Not so in Switzerland: Until recently, no information was available on what the federal government procures from third-party suppliers. In 2011, after a number of scandals involving hundreds of millions of dollars wasted on failed IT projects, a Swiss newspaper demanded the federal government release a detailed list of and total spend with external vendors.

The government fought the release but, after three years of legal battles, lost the case with the Swiss Supreme Court. The data was then published on Github; presumably to facilitate number crunching. It turns out the federal government spends around CHF 5bn (USD 5.13bn) annually on procuring external services. That is barely 10% of the federal government’s total budget and less than 1% of the country’s GDP.

As should have been expected for a country with four official languages, “Translation and Language Services” was among the 28 spend categories broken out. Switzerland’s federal government likely spends north of CHF 40m on internal translators and linguists, as Slator covered previously. The data posted on Github now reveals an additional CHF 17m going to outside vendors in 2014, the most recent year for which data was made available.

Swiss Pie: External Translation Spend

That number has risen strongly. In 2011, total spend was CHF 9.9m, increasing to CHF 14m in 2012 and CHF 15.8m in 2013. A significant portion of this is going to individual freelancers, whose word rates are among the highest in the world. CHF 0.40–0.50 are the norm. Sources within the federal government told Slator that individual freelancers tend to be preferred over language service providers (LSPs).

A strong indication that no single LSP receives a significant amount of work is the fact that LSPs are missing from the list of the largest contractors per the Github data. The exception is RR Donnelley-owned TMS platform MultiCorpora, the only company with a link to language services among all the 542 contractors. MultiCorpora is listed as a vendor of the Federal Chancellery.

According to sources, translation management is not centralized and the different ministries and departments use TMS systems like SDL as well.

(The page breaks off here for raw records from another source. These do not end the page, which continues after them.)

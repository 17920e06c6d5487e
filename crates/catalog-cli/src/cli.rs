//! CLI argument definitions for the catalog browser.

use std::path::PathBuf;

use catalog_core::Layout;
use catalog_model::CategoryFilter;
use clap::{Args, Parser, Subcommand, ValueEnum};
use clap_verbosity_flag::{Verbosity, WarnLevel};
use colorchoice_clap::Color;

#[derive(Parser)]
#[command(
    name = "catalog-browser",
    version,
    about = "Browse a destination catalog from the terminal",
    long_about = "Browse a destination catalog from the terminal.\n\n\
                  Loads a destination document, applies filters and deep links,\n\
                  and prints the resulting views as text or JSON."
)]
pub struct Cli {
    #[command(subcommand)]
    pub command: Command,

    /// Settings file (default: the platform config directory).
    #[arg(long = "config", value_name = "PATH", global = true)]
    pub config: Option<PathBuf>,

    /// Adjust log verbosity (-v for info, -vv for debug, -q for errors only).
    #[command(flatten)]
    pub verbosity: Verbosity<WarnLevel>,

    /// Control ANSI color output (auto, always, never).
    #[command(flatten)]
    pub color: Color,

    /// Explicit log level (overrides -v/-q flags).
    #[arg(long = "log-level", value_enum, global = true)]
    pub log_level: Option<LogLevelArg>,

    /// Log output format (pretty for human, json for machine parsing).
    #[arg(
        long = "log-format",
        value_enum,
        default_value = "pretty",
        global = true
    )]
    pub log_format: LogFormatArg,

    /// Write logs to a file instead of stderr.
    #[arg(long = "log-file", value_name = "PATH", global = true)]
    pub log_file: Option<PathBuf>,
}

#[derive(Subcommand)]
pub enum Command {
    /// Load the catalog and print a single view.
    Show(ShowArgs),

    /// Run a script of browser actions and print every view.
    Replay(ReplayArgs),

    /// List categories with item counts and subcategories.
    Categories(SourceArgs),
}

/// Where the catalog comes from and how it is labelled.
#[derive(Args)]
pub struct SourceArgs {
    /// Destination document (default: `data_path` from settings).
    #[arg(value_name = "DATA")]
    pub data: Option<PathBuf>,

    /// Language for destination text and labels.
    #[arg(long = "lang", value_name = "CODE")]
    pub language: Option<String>,

    /// Label table with translated category and interface strings.
    #[arg(long = "i18n", value_name = "PATH")]
    pub i18n: Option<PathBuf>,
}

#[derive(Args)]
pub struct OutputArgs {
    /// Presentation of the list pane.
    #[arg(long = "layout", value_enum)]
    pub layout: Option<LayoutArg>,

    /// Print views as JSON lines.
    #[arg(long = "json")]
    pub json: bool,
}

#[derive(Args)]
pub struct ShowArgs {
    #[command(flatten)]
    pub source: SourceArgs,

    #[command(flatten)]
    pub output: OutputArgs,

    /// Deep link to open, e.g. `#dest/salto-del-laja`.
    #[arg(long = "fragment", value_name = "FRAGMENT", default_value = "")]
    pub fragment: String,

    /// Category key, or `all`.
    #[arg(long = "category", value_name = "CATEGORY")]
    pub category: Option<CategoryFilter>,

    /// Subcategory within the selected category.
    #[arg(long = "subcategory", value_name = "SUBCATEGORY")]
    pub subcategory: Option<String>,

    /// Free-text search; accents and case are ignored.
    #[arg(long = "query", value_name = "TEXT")]
    pub query: Option<String>,
}

#[derive(Args)]
pub struct ReplayArgs {
    #[command(flatten)]
    pub source: SourceArgs,

    #[command(flatten)]
    pub output: OutputArgs,

    /// Script file with one command per line (default: stdin).
    #[arg(long = "script", value_name = "SCRIPT")]
    pub script: Option<PathBuf>,

    /// Fragment the session starts at.
    #[arg(long = "fragment", value_name = "FRAGMENT", default_value = "")]
    pub fragment: String,
}

#[derive(Clone, Copy, ValueEnum)]
pub enum LayoutArg {
    Grid,
    List,
    Map,
}

impl From<LayoutArg> for Layout {
    fn from(arg: LayoutArg) -> Self {
        match arg {
            LayoutArg::Grid => Layout::Grid,
            LayoutArg::List => Layout::List,
            LayoutArg::Map => Layout::Map,
        }
    }
}

/// CLI log level choices.
#[derive(Clone, Copy, ValueEnum)]
pub enum LogLevelArg {
    Error,
    Warn,
    Info,
    Debug,
    Trace,
}

/// CLI log format choices.
#[derive(Clone, Copy, ValueEnum)]
pub enum LogFormatArg {
    Pretty,
    Compact,
    Json,
}
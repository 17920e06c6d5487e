//! View controller.
//!
//! [`reduce`] is the whole state machine: it takes the current session and
//! one event, and returns the next session plus the effects the host must
//! carry out (paint, touch history, start a load). It performs no I/O, so
//! every transition is atomic and testable without a renderer or runtime.

use std::mem;
use std::sync::Arc;

use catalog_model::{CatalogStore, FilterState, Item, ViewTarget};

use crate::error::LoadError;
use crate::fragment::{fragment_for, parse_fragment, strip_marker};
use crate::message::Event;
use crate::plan::RenderPlan;
use crate::state::{Origin, Pending, Ready, Request, Session};

/// Work the host performs after a transition, in order.
#[derive(Debug, Clone, PartialEq)]
pub enum Effect {
    RenderLoading,
    RenderError(LoadError),
    Render(RenderPlan),
    /// Add a history entry for a user navigation.
    PushRoute(ViewTarget),
    /// Rewrite the current history entry.
    ReplaceRoute(ViewTarget),
    /// Ask the data source for the catalog in `language`.
    StartLoad { language: String },
}

/// Result of one reduction.
#[derive(Debug, Clone)]
pub struct Transition {
    pub session: Session,
    pub effects: Vec<Effect>,
}

impl Transition {
    fn quiet(session: Session) -> Self {
        Self {
            session,
            effects: Vec::new(),
        }
    }
}

/// Apply one event to a session.
pub fn reduce(session: Session, event: Event) -> Transition {
    tracing::debug!(state = session.name(), event = event.name(), "Reducing event");
    match session {
        Session::Loading(pending) => reduce_loading(pending, event),
        Session::Error { error, pending } => reduce_error(error, pending, event),
        Session::Ready(ready) => reduce_ready(ready, event),
    }
}

fn reduce_loading(mut pending: Pending, event: Event) -> Transition {
    match event {
        Event::DataLoaded(_) | Event::DataFailed(_) if pending.requested_language.is_some() => {
            // The outcome is for a language nobody wants any more.
            let language = pending.settle_language().to_string();
            tracing::info!(%language, "Language changed during load; loading again");
            Transition {
                effects: vec![Effect::StartLoad { language }],
                session: Session::Loading(pending),
            }
        }
        Event::DataLoaded(items) => finish_load(pending, items),
        Event::DataFailed(error) => fail(error, pending),
        Event::ReloadRequested => {
            tracing::debug!("Load already in flight");
            Transition::quiet(Session::Loading(pending))
        }
        request => {
            record(&mut pending, request);
            Transition::quiet(Session::Loading(pending))
        }
    }
}

fn reduce_error(error: LoadError, mut pending: Pending, event: Event) -> Transition {
    match event {
        Event::ReloadRequested => {
            tracing::info!("Reloading catalog");
            pending.settle_language();
            start_load(pending)
        }
        Event::DataLoaded(_) | Event::DataFailed(_) => {
            tracing::warn!("Ignoring load outcome outside of loading");
            Transition::quiet(Session::Error { error, pending })
        }
        request => {
            record(&mut pending, request);
            Transition::quiet(Session::Error { error, pending })
        }
    }
}

fn reduce_ready(mut ready: Ready, event: Event) -> Transition {
    match event {
        Event::FilterChanged(filter) => refilter(ready, filter),
        Event::CategorySelected(category) => {
            let filter = ready.filter.with_category(category);
            refilter(ready, filter)
        }
        Event::SubcategorySelected(subcategory) => {
            let filter = ready.filter.with_subcategory(subcategory);
            refilter(ready, filter)
        }
        Event::QueryChanged(query) => {
            let filter = ready.filter.with_query(&query);
            refilter(ready, filter)
        }
        Event::OpenDetail(id) => {
            let previous = ready.target.clone();
            settle(ready, Request::Detail(id), Origin::User, &previous)
        }
        Event::CloseDetail => {
            let previous = ready.target.clone();
            settle(ready, Request::List, Origin::User, &previous)
        }
        Event::RouteChanged(fragment) => {
            let request = Request::from(&parse_fragment(&fragment));
            let previous = ready.target.clone();
            settle(ready, request, Origin::Route(fragment), &previous)
        }
        Event::LayoutChanged(layout) => {
            ready.layout = layout;
            let plan = ready.plan();
            Transition {
                session: Session::Ready(ready),
                effects: vec![Effect::Render(plan)],
            }
        }
        Event::LanguageChanged(language) if language == ready.language => {
            Transition::quiet(Session::Ready(ready))
        }
        Event::LanguageChanged(language) => {
            tracing::info!(from = %ready.language, to = %language, "Switching language");
            reload(ready, language)
        }
        Event::ReloadRequested => {
            tracing::info!("Reloading catalog");
            let language = ready.language.clone();
            reload(ready, language)
        }
        Event::DataLoaded(_) | Event::DataFailed(_) => {
            tracing::warn!("Ignoring load outcome outside of loading");
            Transition::quiet(Session::Ready(ready))
        }
    }
}

/// Remember a request made before the catalog is ready.
fn record(pending: &mut Pending, event: Event) {
    let filter = match event {
        Event::FilterChanged(filter) => filter,
        Event::CategorySelected(category) => pending.base_filter().with_category(category),
        Event::SubcategorySelected(subcategory) => {
            pending.base_filter().with_subcategory(subcategory)
        }
        Event::QueryChanged(query) => pending.base_filter().with_query(&query),
        Event::OpenDetail(id) => {
            pending.request = Some((Request::Detail(id), Origin::User));
            return;
        }
        Event::CloseDetail => {
            pending.request = Some((Request::List, Origin::User));
            return;
        }
        Event::RouteChanged(fragment) => {
            let target = parse_fragment(&fragment);
            pending.request = Some((Request::from(&target), Origin::Route(fragment)));
            pending.route = target;
            return;
        }
        Event::LayoutChanged(layout) => {
            pending.layout = Some(layout);
            return;
        }
        Event::LanguageChanged(language) => {
            pending.requested_language = (language != pending.language).then_some(language);
            return;
        }
        Event::DataLoaded(_) | Event::DataFailed(_) | Event::ReloadRequested => return,
    };
    pending.filter = Some(filter);
    pending.request = Some((Request::List, Origin::User));
}

/// Leave a ready session for a fresh load, remembering what was shown.
fn reload(ready: Ready, language: String) -> Transition {
    let fragment = fragment_for(&ready.target);
    let pending = Pending {
        request: Some((Request::from(&ready.target), Origin::Route(fragment))),
        route: ready.target,
        filter: Some(ready.filter),
        layout: Some(ready.layout),
        language,
        requested_language: None,
    };
    start_load(pending)
}

fn start_load(pending: Pending) -> Transition {
    Transition {
        effects: vec![
            Effect::RenderLoading,
            Effect::StartLoad {
                language: pending.language.clone(),
            },
        ],
        session: Session::Loading(pending),
    }
}

fn fail(error: LoadError, pending: Pending) -> Transition {
    tracing::warn!(%error, "Catalog load failed");
    Transition {
        effects: vec![Effect::RenderError(error.clone())],
        session: Session::Error { error, pending },
    }
}

fn finish_load(pending: Pending, items: Vec<Item>) -> Transition {
    let store = match CatalogStore::new(items) {
        Ok(store) => store,
        Err(err) => return fail(LoadError::from(err), pending),
    };
    tracing::info!(items = store.len(), "Catalog ready");

    let filter = pending.base_filter().sanitized(&store);
    let ready = Ready {
        store: Arc::new(store),
        target: ViewTarget::List,
        filter,
        layout: pending.layout.unwrap_or_default(),
        language: pending.language,
    };
    match pending.request {
        Some((request, origin)) => settle(ready, request, origin, &pending.route),
        None => {
            let plan = ready.plan();
            Transition {
                session: Session::Ready(ready),
                effects: vec![Effect::Render(plan)],
            }
        }
    }
}

fn refilter(mut ready: Ready, filter: FilterState) -> Transition {
    ready.filter = filter.sanitized(&ready.store);
    let previous = ready.target.clone();
    settle(ready, Request::List, Origin::User, &previous)
}

/// Resolve a request against the store, then update history and paint.
///
/// `shown` is the target the address bar currently names. Unknown detail ids
/// fall back to the list with the filter untouched and are reported in the
/// plan.
fn settle(mut ready: Ready, request: Request, origin: Origin, shown: &ViewTarget) -> Transition {
    let (target, not_found) = match request {
        Request::List => (ViewTarget::List, None),
        Request::Detail(id) => {
            // Same reading as a fragment id: trimmed, and blank means the list.
            let id = id.trim();
            if id.is_empty() {
                (ViewTarget::List, None)
            } else if let Some(item) = ready.store.get(id) {
                (ViewTarget::Detail(item.id.clone()), None)
            } else {
                tracing::warn!(id, "Destination not found");
                (ViewTarget::List, Some(id.to_string()))
            }
        }
    };

    let mut effects = Vec::with_capacity(2);
    match origin {
        Origin::User if target != *shown => effects.push(Effect::PushRoute(target.clone())),
        Origin::User => {}
        Origin::Route(fragment) => {
            if strip_marker(&fragment) != fragment_for(&target) {
                effects.push(Effect::ReplaceRoute(target.clone()));
            }
        }
    }

    ready.target = target;
    effects.push(Effect::Render(ready.plan_with(not_found)));
    Transition {
        session: Session::Ready(ready),
        effects,
    }
}

/// Owns the session and feeds it events.
#[derive(Debug, Default)]
pub struct ViewController {
    session: Session,
}

impl ViewController {
    pub fn new() -> Self {
        Self::default()
    }

    pub fn session(&self) -> &Session {
        &self.session
    }

    /// Process one event and return the effects to carry out.
    pub fn dispatch(&mut self, event: Event) -> Vec<Effect> {
        let session = mem::take(&mut self.session);
        let Transition { session, effects } = reduce(session, event);
        self.session = session;
        effects
    }

    pub fn set_filter(&mut self, filter: FilterState) -> Vec<Effect> {
        self.dispatch(Event::FilterChanged(filter))
    }

    pub fn open_detail(&mut self, id: &str) -> Vec<Effect> {
        self.dispatch(Event::OpenDetail(id.to_string()))
    }

    pub fn close_detail(&mut self) -> Vec<Effect> {
        self.dispatch(Event::CloseDetail)
    }

    pub fn route_changed(&mut self, fragment: &str) -> Vec<Effect> {
        self.dispatch(Event::RouteChanged(fragment.to_string()))
    }

    pub fn set_language(&mut self, language: &str) -> Vec<Effect> {
        self.dispatch(Event::LanguageChanged(language.to_string()))
    }

    /// Language for the first load, adopting any switch requested before it.
    pub(crate) fn initial_language(&mut self) -> Option<String> {
        match &mut self.session {
            Session::Loading(pending) => Some(pending.settle_language().to_string()),
            Session::Error { .. } | Session::Ready(_) => None,
        }
    }

    /// Plan for the current state, if the catalog is ready.
    pub fn plan(&self) -> Option<RenderPlan> {
        self.session.ready().map(Ready::plan)
    }
}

Transparency should be the first step in streamlining the way the Swiss federal procures translation services. Centralizing translation procurement and management would yield substantial savings. With the data out and the public aware, now is as good a time as any for LSPs to talk to the powers that be at the Swiss federal government about rolling out a more modern approach to translation and saving taxpayers a few million francs.